If you see a house centipede in your bedroom, it is recommended not to attempt to kill the pest since this will only cause the centipede to quickly run away. There is no use in attempting to kill the centipede outright and you should immediately begin any of the treatment procedures outlined above.
It is a good idea to consider what could have drawn the house centipede into your home in the first place. Is there a leak somewhere? Are you currently dealing with a pest infestation? Are there any gaps or cracks and crevices that easily lead outdoors? It would be helpful to inspect all the hiding areas of house centipedes to confirm if you have an infestation or not.
What do centipedes hate?
House centipedes hate exposure to bright light, and this is usually how people come across the pests in the first place. This species also dislikes cold temperatures and is easily repelled by common essential oils.
Does one centipede mean more?
House centipedes are not like some common pests in that this species does not live within a colony or even a nest of other centipedes.
Seeing one house centipede is not a complete cause for alarm, and some people do not even consider this species a pest at all since they eat nuisance pests and do not always choose to infest indoor structures.
But if you have a large preexisting pest infestation, house centipedes could choose to reproduce inside your home to be as near to food sources as possible. Be sure to inspect all house centipede hiding areas to confirm an infestation.
What happens if you get bit by a house centipede?
House centipedes usually have no interest in people whatsoever.

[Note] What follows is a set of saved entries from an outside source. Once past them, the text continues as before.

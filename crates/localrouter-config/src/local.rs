//! Local YAML configuration.
//!
//! The file lives at `$LOCALROUTER_CONFIG_PATH` when set, otherwise under the
//! user's config directory. A missing file is replaced with a commented
//! template and reported as an error so the operator fills in credentials
//! before the gateway serves traffic.

use localrouter_core::GatewayError;
use serde::Deserialize;
use std::collections::HashMap;
use std::path::PathBuf;
use std::time::Duration;
use tracing::warn;

/// Environment variable overriding the configuration file path.
pub const CONFIG_PATH_ENV: &str = "LOCALROUTER_CONFIG_PATH";

/// Top-level gateway configuration.
#[derive(Debug, Clone, Default, Deserialize)]
pub struct Config {
    /// HTTP listener settings.
    #[serde(default)]
    pub server: ServerConfig,
    /// Remote strategy origin and routing expression.
    #[serde(default)]
    pub remote_strategy: RemoteStrategyConfig,
    /// Upstream providers keyed by registration name.
    #[serde(default)]
    pub providers: HashMap<String, ProviderConfig>,
    /// Optional generative (intent-vector) routing tier.
    #[serde(default)]
    pub generative_routing: Option<GenerativeRoutingConfig>,
}

/// HTTP listener settings.
#[derive(Debug, Clone, Deserialize)]
pub struct ServerConfig {
    /// Interface to bind.
    #[serde(default = "default_host")]
    pub host: String,
    /// Port to bind.
    #[serde(default = "default_port")]
    pub port: u16,
}

impl Default for ServerConfig {
    fn default() -> Self {
        Self {
            host: default_host(),
            port: default_port(),
        }
    }
}

fn default_host() -> String {
    "127.0.0.1".to_string()
}

fn default_port() -> u16 {
    8080
}

/// Remote strategy origin settings.
#[derive(Debug, Clone, Deserialize)]
pub struct RemoteStrategyConfig {
    /// URL serving the strategy JSON document.
    #[serde(default)]
    pub url: String,
    /// Poll interval, e.g. `60s`.
    #[serde(default = "default_poll_interval", with = "humantime_serde")]
    pub poll_interval: Duration,
    /// Optional global routing expression evaluated before the direct tier.
    /// Must return a provider name as a string to take effect.
    #[serde(default)]
    pub expression: String,
    /// Providers tried, in order, when no strategy has been fetched yet.
    #[serde(default)]
    pub default_providers: Vec<String>,
}

impl Default for RemoteStrategyConfig {
    fn default() -> Self {
        Self {
            url: String::new(),
            poll_interval: default_poll_interval(),
            expression: String::new(),
            default_providers: Vec::new(),
        }
    }
}

fn default_poll_interval() -> Duration {
    Duration::from_secs(60)
}

/// One upstream provider's credentials and endpoint.
#[derive(Debug, Clone, Default, Deserialize)]
pub struct ProviderConfig {
    /// API key; empty for keyless local endpoints.
    #[serde(default)]
    pub api_key: String,
    /// Base URL override; empty uses the vendor default.
    #[serde(default)]
    pub base_url: String,
    /// Initial runtime default model; empty uses the compile-time default.
    #[serde(default)]
    pub default_model: String,
}

/// Generative routing tier configuration.
#[derive(Debug, Clone, Default, Deserialize)]
pub struct GenerativeRoutingConfig {
    /// Whether the tier runs at all.
    #[serde(default)]
    pub enabled: bool,
    /// Deadline for the whole evaluator fan-out; `<= 0` uses a long default.
    #[serde(default)]
    pub global_timeout_ms: i64,
    /// Provider used when the resolver yields no decision.
    #[serde(default)]
    pub fallback_provider: String,
    /// Intent dimension evaluators.
    #[serde(default)]
    pub evaluators: Vec<EvaluatorConfig>,
    /// How the intent vector maps to a provider.
    #[serde(default)]
    pub resolution_strategy: ResolutionStrategyConfig,
}

/// One intent dimension evaluator.
#[derive(Debug, Clone, Default, Deserialize)]
pub struct EvaluatorConfig {
    /// Dimension name; becomes the key in the intent vector.
    #[serde(default)]
    pub name: String,
    /// Variant tag: `builtin`, `llm_api`, or `llm_logprob_api`.
    #[serde(default, rename = "type")]
    pub kind: String,
    /// Upstream protocol for LLM-backed variants: `ollama` or `openai`.
    #[serde(default)]
    pub protocol: String,
    /// Endpoint URL for LLM-backed variants.
    #[serde(default)]
    pub endpoint: String,
    /// Model name for LLM-backed variants.
    #[serde(default)]
    pub model: String,
    /// How many messages before the last to include as history.
    #[serde(default)]
    pub history_rounds: usize,
    /// Socket-level timeout for the evaluator's HTTP client; 0 uses the
    /// variant default.
    #[serde(default)]
    pub timeout_ms: u64,
    /// Per-token additive bias keyed by token id, forcing `0`/`1` outputs.
    #[serde(default)]
    pub logit_bias: HashMap<String, i64>,
    /// Prompt template rendered with `{{ History }}` and `{{ Current }}`.
    #[serde(default)]
    pub prompt_template: String,
    /// Length threshold for the builtin variant.
    #[serde(default)]
    pub threshold: usize,
}

/// Intent vector resolution settings.
#[derive(Debug, Clone, Default, Deserialize)]
pub struct ResolutionStrategyConfig {
    /// Variant tag: `dynamic_expression` or `strict_local_first`.
    #[serde(default, rename = "type")]
    pub kind: String,
    /// Ordered rules for the dynamic-expression variant.
    #[serde(default)]
    pub rules: Vec<ResolutionRuleConfig>,
    /// Provider returned when no rule matches.
    #[serde(default)]
    pub default_provider: String,
}

/// One resolution rule.
#[derive(Debug, Clone, Default, Deserialize)]
pub struct ResolutionRuleConfig {
    /// Boolean expression over intent vector keys.
    #[serde(default)]
    pub condition: String,
    /// Provider selected when the condition holds.
    #[serde(default)]
    pub target_provider: String,
}

/// Template written when no configuration file exists yet.
pub const DEFAULT_CONFIG_TEMPLATE: &str = r#"server:
  port: 8080
  host: "127.0.0.1"
remote_strategy:
  url: "https://your-config-domain.com/strategy.json"
  poll_interval: 60s
  # Optional routing expression returning a provider name. Available
  # variables: request_model, request_stream, request_message_count,
  # strategy, strategy_local_model, strategy_remote_provider,
  # strategy_remote_model.
  expression: ""
providers:
  openai:
    api_key: "sk-..."
  anthropic:
    api_key: "sk-ant-..."
  google:
    api_key: "AIza..."
  deepseek:
    api_key: "sk-..."
    base_url: "https://api.deepseek.com/v1"
  local_vllm:
    base_url: "http://192.168.1.100:8000/v1"
"#;

/// Resolve the configuration file path.
fn config_path() -> Result<PathBuf, GatewayError> {
    if let Ok(path) = std::env::var(CONFIG_PATH_ENV) {
        if !path.is_empty() {
            return Ok(PathBuf::from(path));
        }
    }
    let base = dirs::config_dir()
        .ok_or_else(|| GatewayError::configuration("could not determine user config directory"))?;
    Ok(base.join("localrouter").join("config.yaml"))
}

/// Load the local configuration.
///
/// # Errors
/// Returns an error when the file is missing (after writing a default
/// template for the operator to edit) or fails to parse.
pub fn load() -> Result<Config, GatewayError> {
    let path = config_path()?;
    load_from(&path)
}

/// Load the configuration from an explicit path.
///
/// # Errors
/// Same contract as [`load`].
pub fn load_from(path: &std::path::Path) -> Result<Config, GatewayError> {
    if !path.exists() {
        warn!(path = %path.display(), "config file missing, writing default template");
        if let Some(parent) = path.parent() {
            std::fs::create_dir_all(parent).map_err(|e| {
                GatewayError::configuration(format!(
                    "failed to create config directory {}: {e}",
                    parent.display()
                ))
            })?;
        }
        std::fs::write(path, DEFAULT_CONFIG_TEMPLATE).map_err(|e| {
            GatewayError::configuration(format!(
                "failed to write default config to {}: {e}",
                path.display()
            ))
        })?;
        return Err(GatewayError::configuration(format!(
            "generated default config at {}; update it and restart",
            path.display()
        )));
    }

    let raw = std::fs::read_to_string(path).map_err(|e| {
        GatewayError::configuration(format!("failed to read config {}: {e}", path.display()))
    })?;
    serde_yaml::from_str(&raw)
        .map_err(|e| GatewayError::configuration(format!("failed to parse config: {e}")))
}

#[cfg(test)]
mod tests {
    use super::*;

    #[test]
    fn default_template_parses() {
        let config: Config = serde_yaml::from_str(DEFAULT_CONFIG_TEMPLATE).unwrap();
        assert_eq!(config.server.port, 8080);
        assert_eq!(config.remote_strategy.poll_interval, Duration::from_secs(60));
        assert!(config.providers.contains_key("local_vllm"));
        assert!(config.generative_routing.is_none());
    }

    #[test]
    fn parses_generative_routing_section() {
        let raw = r#"
server:
  port: 9090
remote_strategy:
  url: "https://cfg.example.com/strategy.json"
  poll_interval: 30s
  default_providers: ["local_vllm", "openai"]
providers:
  local_vllm:
    base_url: "http://127.0.0.1:8000/v1"
generative_routing:
  enabled: true
  global_timeout_ms: 1500
  fallback_provider: "google"
  evaluators:
    - name: complexity
      type: llm_logprob_api
      protocol: openai
      endpoint: "http://127.0.0.1:8000/v1/chat/completions"
      model: "qwen3-0.6b"
      history_rounds: 2
      timeout_ms: 800
      logit_bias:
        "15": 100
        "16": 100
      prompt_template: "History:\n{{ History }}\nCurrent: {{ Current }}\nAnswer 0 or 1."
    - name: length_check
      type: builtin
      threshold: 50
  resolution_strategy:
    type: dynamic_expression
    rules:
      - condition: "complexity == 0 && length_check < 50"
        target_provider: "local_vllm"
    default_provider: "google"
"#;
        let config: Config = serde_yaml::from_str(raw).unwrap();
        let routing = config.generative_routing.unwrap();
        assert!(routing.enabled);
        assert_eq!(routing.global_timeout_ms, 1500);
        assert_eq!(routing.evaluators.len(), 2);
        assert_eq!(routing.evaluators[0].kind, "llm_logprob_api");
        assert_eq!(routing.evaluators[0].logit_bias["15"], 100);
        assert_eq!(routing.evaluators[1].threshold, 50);
        assert_eq!(routing.resolution_strategy.kind, "dynamic_expression");
        assert_eq!(routing.resolution_strategy.rules.len(), 1);
        assert_eq!(
            config.remote_strategy.default_providers,
            vec!["local_vllm", "openai"]
        );
    }

    #[test]
    fn env_var_overrides_config_path() {
        let dir = std::env::temp_dir().join(format!(
            "localrouter-env-test-{}",
            std::process::id()
        ));
        std::fs::create_dir_all(&dir).unwrap();
        let path = dir.join("custom.yaml");
        std::fs::write(&path, "server:\n  port: 9191\n").unwrap();

        std::env::set_var(CONFIG_PATH_ENV, &path);
        let config = load().unwrap();
        std::env::remove_var(CONFIG_PATH_ENV);

        assert_eq!(config.server.port, 9191);
        let _ = std::fs::remove_dir_all(&dir);
    }

    #[test]
    fn missing_file_writes_template_and_errors() {
        let dir = std::env::temp_dir().join(format!(
            "localrouter-config-test-{}-{:?}",
            std::process::id(),
            std::thread::current().id()
        ));
        let path = dir.join("config.yaml");
        let _ = std::fs::remove_dir_all(&dir);

        let err = load_from(&path).unwrap_err();
        assert!(err.to_string().contains("generated default config"));
        assert_eq!(
            std::fs::read_to_string(&path).unwrap(),
            DEFAULT_CONFIG_TEMPLATE
        );

        // Second load succeeds against the freshly written template.
        let config = load_from(&path).unwrap();
        assert_eq!(config.server.host, "127.0.0.1");

        let _ = std::fs::remove_dir_all(&dir);
    }
}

But they can and do occasionally bite people if they are picked up or handled.
This species is venomous; however, a house centipede will only release venom through biting if the target is an insect or a spider that they will be eating.
If you are bitten by a house centipede, there will be a painful pinch that will leave behind a red bump but that is the extent of it. The centipede will likely quickly flee after biting and you do not have to worry about this species seeking you out to bite you.